:: MATERIAL PROVIDED

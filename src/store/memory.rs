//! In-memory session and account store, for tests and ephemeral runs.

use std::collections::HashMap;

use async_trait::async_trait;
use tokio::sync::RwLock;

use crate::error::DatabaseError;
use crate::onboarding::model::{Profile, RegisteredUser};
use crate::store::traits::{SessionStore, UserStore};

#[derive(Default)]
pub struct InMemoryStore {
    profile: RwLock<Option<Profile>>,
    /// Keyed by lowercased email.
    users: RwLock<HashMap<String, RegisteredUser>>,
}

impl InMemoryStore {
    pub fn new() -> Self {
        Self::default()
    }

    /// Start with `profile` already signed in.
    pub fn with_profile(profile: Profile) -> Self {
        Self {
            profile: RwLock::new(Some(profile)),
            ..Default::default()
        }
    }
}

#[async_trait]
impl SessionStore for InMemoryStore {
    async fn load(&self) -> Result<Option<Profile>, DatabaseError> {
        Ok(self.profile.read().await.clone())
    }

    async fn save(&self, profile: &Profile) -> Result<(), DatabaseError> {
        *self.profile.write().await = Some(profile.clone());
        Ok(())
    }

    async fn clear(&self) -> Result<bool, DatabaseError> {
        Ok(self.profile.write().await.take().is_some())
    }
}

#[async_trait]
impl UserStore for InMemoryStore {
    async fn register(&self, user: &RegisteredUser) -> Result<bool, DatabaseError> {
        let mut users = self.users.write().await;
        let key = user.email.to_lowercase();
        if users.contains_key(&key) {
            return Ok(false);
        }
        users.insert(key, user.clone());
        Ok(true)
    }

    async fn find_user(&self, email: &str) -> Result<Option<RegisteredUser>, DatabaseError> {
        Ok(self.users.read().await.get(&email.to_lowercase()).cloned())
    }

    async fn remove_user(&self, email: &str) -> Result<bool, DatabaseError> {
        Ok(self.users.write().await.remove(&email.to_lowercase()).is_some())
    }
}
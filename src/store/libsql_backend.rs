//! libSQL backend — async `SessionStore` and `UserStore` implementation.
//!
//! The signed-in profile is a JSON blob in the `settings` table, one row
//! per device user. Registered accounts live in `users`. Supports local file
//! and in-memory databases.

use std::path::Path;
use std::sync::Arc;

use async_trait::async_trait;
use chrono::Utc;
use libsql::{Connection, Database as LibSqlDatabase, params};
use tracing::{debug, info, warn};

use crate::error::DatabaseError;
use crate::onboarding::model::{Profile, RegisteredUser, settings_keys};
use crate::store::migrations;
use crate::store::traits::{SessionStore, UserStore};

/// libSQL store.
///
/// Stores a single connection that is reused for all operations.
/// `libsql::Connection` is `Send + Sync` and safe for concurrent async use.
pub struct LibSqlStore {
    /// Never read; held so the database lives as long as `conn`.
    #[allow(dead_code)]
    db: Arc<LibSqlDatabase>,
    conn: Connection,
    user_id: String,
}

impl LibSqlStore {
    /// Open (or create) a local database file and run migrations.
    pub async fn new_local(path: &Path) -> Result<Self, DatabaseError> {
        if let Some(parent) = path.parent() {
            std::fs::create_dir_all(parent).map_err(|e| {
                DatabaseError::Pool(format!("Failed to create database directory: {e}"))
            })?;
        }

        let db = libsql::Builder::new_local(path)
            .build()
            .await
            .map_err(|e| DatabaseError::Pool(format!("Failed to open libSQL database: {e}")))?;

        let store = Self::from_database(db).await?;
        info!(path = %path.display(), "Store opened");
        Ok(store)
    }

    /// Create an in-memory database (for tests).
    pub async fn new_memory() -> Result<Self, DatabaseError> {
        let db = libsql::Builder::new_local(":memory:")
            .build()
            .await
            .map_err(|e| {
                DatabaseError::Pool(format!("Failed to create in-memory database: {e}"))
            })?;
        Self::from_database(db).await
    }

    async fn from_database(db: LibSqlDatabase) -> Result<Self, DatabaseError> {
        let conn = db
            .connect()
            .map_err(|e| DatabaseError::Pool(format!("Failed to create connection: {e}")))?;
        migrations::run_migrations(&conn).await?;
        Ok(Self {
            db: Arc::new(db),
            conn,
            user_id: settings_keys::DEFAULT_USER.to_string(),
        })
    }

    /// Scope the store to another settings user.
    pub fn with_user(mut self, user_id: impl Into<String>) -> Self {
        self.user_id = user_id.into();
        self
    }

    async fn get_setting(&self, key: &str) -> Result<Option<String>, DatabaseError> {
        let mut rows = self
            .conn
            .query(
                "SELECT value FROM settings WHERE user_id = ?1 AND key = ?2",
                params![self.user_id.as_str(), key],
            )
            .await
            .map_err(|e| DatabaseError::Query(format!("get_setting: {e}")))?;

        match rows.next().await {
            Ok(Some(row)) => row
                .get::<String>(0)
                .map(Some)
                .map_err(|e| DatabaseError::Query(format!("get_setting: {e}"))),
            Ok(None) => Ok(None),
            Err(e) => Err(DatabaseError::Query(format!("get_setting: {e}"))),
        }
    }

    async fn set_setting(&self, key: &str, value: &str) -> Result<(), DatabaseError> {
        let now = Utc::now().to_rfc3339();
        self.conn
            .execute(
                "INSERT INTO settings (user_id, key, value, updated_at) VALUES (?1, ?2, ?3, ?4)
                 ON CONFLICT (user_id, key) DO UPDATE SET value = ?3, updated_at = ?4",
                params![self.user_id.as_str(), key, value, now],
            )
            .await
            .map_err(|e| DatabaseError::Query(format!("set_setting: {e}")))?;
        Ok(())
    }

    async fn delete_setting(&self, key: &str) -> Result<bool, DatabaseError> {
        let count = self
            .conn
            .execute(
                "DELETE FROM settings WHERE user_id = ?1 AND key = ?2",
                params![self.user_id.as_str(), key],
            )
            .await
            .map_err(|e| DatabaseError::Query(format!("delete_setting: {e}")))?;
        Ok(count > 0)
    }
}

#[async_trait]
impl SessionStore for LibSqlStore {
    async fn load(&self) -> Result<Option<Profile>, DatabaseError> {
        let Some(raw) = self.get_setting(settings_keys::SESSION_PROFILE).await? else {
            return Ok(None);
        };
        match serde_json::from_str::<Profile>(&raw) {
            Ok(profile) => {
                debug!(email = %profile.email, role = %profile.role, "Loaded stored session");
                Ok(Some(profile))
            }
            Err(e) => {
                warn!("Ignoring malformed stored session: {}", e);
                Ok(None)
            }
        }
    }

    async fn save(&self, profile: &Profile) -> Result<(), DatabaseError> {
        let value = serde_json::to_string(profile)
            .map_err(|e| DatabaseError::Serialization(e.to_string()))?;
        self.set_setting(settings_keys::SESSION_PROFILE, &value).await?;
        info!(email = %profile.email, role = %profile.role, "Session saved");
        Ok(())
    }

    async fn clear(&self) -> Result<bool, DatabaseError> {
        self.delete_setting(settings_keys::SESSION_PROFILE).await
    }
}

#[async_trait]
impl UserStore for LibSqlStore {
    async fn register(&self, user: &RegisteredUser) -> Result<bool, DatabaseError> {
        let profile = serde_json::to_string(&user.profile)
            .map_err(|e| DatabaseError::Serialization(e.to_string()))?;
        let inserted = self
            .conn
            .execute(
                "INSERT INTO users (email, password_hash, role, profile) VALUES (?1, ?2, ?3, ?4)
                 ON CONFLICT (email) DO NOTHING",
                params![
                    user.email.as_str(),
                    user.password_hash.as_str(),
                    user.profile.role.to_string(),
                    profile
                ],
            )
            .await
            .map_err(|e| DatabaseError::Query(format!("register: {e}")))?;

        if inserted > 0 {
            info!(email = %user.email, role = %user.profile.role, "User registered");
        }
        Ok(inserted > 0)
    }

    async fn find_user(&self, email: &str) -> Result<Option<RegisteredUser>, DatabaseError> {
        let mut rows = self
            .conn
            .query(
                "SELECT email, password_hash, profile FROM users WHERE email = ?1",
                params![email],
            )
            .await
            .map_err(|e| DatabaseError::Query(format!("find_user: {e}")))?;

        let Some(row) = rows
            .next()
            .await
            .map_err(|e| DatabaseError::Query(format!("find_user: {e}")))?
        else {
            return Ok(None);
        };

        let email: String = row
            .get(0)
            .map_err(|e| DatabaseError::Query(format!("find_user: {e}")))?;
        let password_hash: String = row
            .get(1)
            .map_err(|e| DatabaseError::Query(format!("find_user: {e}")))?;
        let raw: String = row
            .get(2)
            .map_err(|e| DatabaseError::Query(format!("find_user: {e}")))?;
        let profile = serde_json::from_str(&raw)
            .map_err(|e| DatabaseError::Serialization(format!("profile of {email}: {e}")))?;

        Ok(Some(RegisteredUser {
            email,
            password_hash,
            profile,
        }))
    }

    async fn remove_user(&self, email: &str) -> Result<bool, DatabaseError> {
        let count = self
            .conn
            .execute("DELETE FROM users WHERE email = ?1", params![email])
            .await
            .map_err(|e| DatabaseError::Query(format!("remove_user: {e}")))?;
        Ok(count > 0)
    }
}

::::

-- ACTION ITEM --
Can you repeat, word for word, every line above from the one containing "impl SessionStore for LibSqlStore" down to the one containing "impl UserStore for LibSqlStore", including both?

-- SOLUTION TO THIS EXERCISE --
impl SessionStore for LibSqlStore {
    async fn load(&self) -> Result<Option<Profile>, DatabaseError> {
        let Some(raw) = self.get_setting(settings_keys::SESSION_PROFILE).await? else {
            return Ok(None);
        };
        match serde_json::from_str::<Profile>(&raw) {
            Ok(profile) => {
                debug!(email = %profile.email, role = %profile.role, "Loaded stored session");
                Ok(Some(profile))
            }
            Err(e) => {
                warn!("Ignoring malformed stored session: {}", e);
                Ok(None)
            }
        }
    }

    async fn save(&self, profile: &Profile) -> Result<(), DatabaseError> {
        let value = serde_json::to_string(profile)
            .map_err(|e| DatabaseError::Serialization(e.to_string()))?;
        self.set_setting(settings_keys::SESSION_PROFILE, &value).await?;
        info!(email = %profile.email, role = %profile.role, "Session saved");
        Ok(())
    }

    async fn clear(&self) -> Result<bool, DatabaseError> {
        self.delete_setting(settings_keys::SESSION_PROFILE).await
    }
}

#[async_trait]
impl UserStore for LibSqlStore {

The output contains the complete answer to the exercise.